Comparing apples with apples
This is where Anvara’s model genuinely diverges from most marketplaces.
Rather than relying solely on rights holders to define their audience, Anvara uses purchased mobile location data to build detailed profiles of event attendance. That includes how many people attended, where they travelled from, and aggregated behavioural and demographic indicators such as age range, income brackets, interests and affinities.
In short, it gives brands something many event owners still struggle to provide themselves: a credible, independent view of who actually shows up.
“For the first time, brands have a bird’s-eye view of what sponsorships really deliver,” says Stenmark. “What events are happening, what they cost, and what audiences they genuinely reach.”
This matters because, while sponsorship can support brand reputation, employee engagement and community presence, its single biggest commercial benefit remains mass awareness among a defined target audience.
Speed matters more than the industry admits
Sponsorship lead times are traditionally long. For some brands, that’s a welcome feature. Strategic planning cycles, multi-year partnerships and layered activations all require time.
For others, it’s a barrier.
Emerging brands, challenger businesses and digitally native companies often want exposure fast, without sacrificing audience quality. Yet the current system forces them into drawn-out conversations, bespoke proposals and months of back-and-forth before they can even assess fit.
Anvara allows brands to search opportunities by audience type, budget level and format, from college sports to music festivals, and to evaluate multiple options side by side. An AI-powered tool helps marketers input their requirements and surface relevant inventory, while still allowing direct contact with sellers when human discussion is needed.
There is also the option to make an offer immediately, accelerating a process that has historically been anything but agile.
Quality on both sides of the marketplace
Another reason most marketplaces collapse is imbalance. Too many sellers, not enough buyers.
Anvara has been deliberate about building both sides in parallel.
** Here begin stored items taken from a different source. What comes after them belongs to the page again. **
//! Prompt words for new notes.
//!
//! Object writing starts from a single concrete object, so the list leans
//! on everyday physical things.

use rand::seq::SliceRandom;

/// Words a new note can be prompted with.
pub const WORDS: &[&str] = &[
    "acorn", "anchor", "anvil", "apple", "apron", "arrow", "axe", "badge", "balloon", "banjo",
    "barrel", "basket", "bell", "bench", "bicycle", "binoculars", "blanket", "boot", "bottle",
    "bow", "bridge", "broom", "brush", "bucket", "button", "cabinet", "cable", "cactus", "camera",
    "candle", "canoe", "canvas", "cart", "chain", "chair", "chalk", "chest", "chimney", "clock",
    "cloak", "coin", "comb", "compass", "cork", "crane", "crate", "crayon", "crown", "cup",
    "curtain", "cushion", "dagger", "dice", "dome", "door", "drawer", "drum", "easel", "engine",
    "envelope", "fan", "feather", "fence", "fiddle", "flag", "flask", "flute", "fork", "fountain",
    "frame", "funnel", "gate", "gear", "glacier", "glass", "globe", "glove", "gong", "hammer",
    "hammock", "handle", "harbor", "harp", "hat", "helmet", "hinge", "hook", "horn", "hourglass",
    "jar", "kayak", "kettle", "key", "kite", "knife", "knot", "ladder", "ladle", "lantern",
    "latch", "lens", "letter", "lever", "lighthouse", "lock", "locket", "loom", "magnet", "mask",
    "mast", "match", "mattress", "medal", "mirror", "mitten", "mop", "mosaic", "moth", "nail",
    "needle", "nest", "net", "oar", "organ", "ornament", "paddle", "padlock", "paintbrush",
    "palette", "parachute", "parcel", "pebble", "pedal", "pen", "pencil", "pendulum", "periscope",
    "piano", "pillar", "pillow", "pipe", "pitcher", "plank", "plate", "plow", "pocket", "pot",
    "pulley", "pump", "puppet", "quill", "raft", "rail", "rake", "reel", "ribbon", "ring", "robe",
    "rocket", "rope", "rudder", "rug", "ruler", "saddle", "sail", "sandal", "saw", "scale",
    "scarf", "scissors", "shell", "shield", "shovel", "shutter", "sieve", "signpost", "sled",
    "spade", "sphere", "spindle", "sponge", "spoon", "spring", "sprocket", "stool", "stove",
    "string", "suitcase", "sundial", "swing", "sword", "table", "tambourine", "tapestry",
    "teapot", "telescope", "tent", "thimble", "thread", "tile", "toolbox", "torch", "trumpet",
    "trunk", "tunnel", "turbine", "umbrella", "valve", "vase", "violin", "wagon", "wallet",
    "wand", "wheel", "wheelbarrow", "whistle", "windmill", "window", "wrench", "yarn",
];

/// Picks a prompt word uniformly at random.
pub fn random_word() -> &'static str {
    WORDS.choose(&mut rand::thread_rng()).copied().unwrap_or("lantern")
}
The platform currently lists close to $1 billion in sponsorship inventory, spanning professional and minor league sports, emerging sports, food and wine events, marathons, music and art festivals, and exclusive private events.
On the buy side, brands evaluating opportunities include Neuberger Berman, Brex, CAVA, GoPuff, Kraken, Poshmark and BeReal.
“Without strength on both sides, the connection breaks down,” Khalili says. “We’ve been very intentional about avoiding that.”
Too early to declare victory, but worth paying attention
Anvara is still early. A team of six, founded less than a year ago, currently focused on the US market. The company has recently closed a funding round with strategic investors and expects to expand into Europe within the next 12 to 18 months.
History suggests a degree of scepticism is healthy. Sponsorship is not e-commerce, and technology cannot replace creativity or build trusted partnerships, at least not yet. But there are clear pain points in the current process, particularly for brands looking to secure rights quickly without wading through opaque pricing, inflated metrics and months of manual evaluation.
Anvara is not trying to replace human decision-making, but to remove the friction that slows it down. In doing so, it offers a practical solution to a very real problem, and that alone makes it worth paying attention to.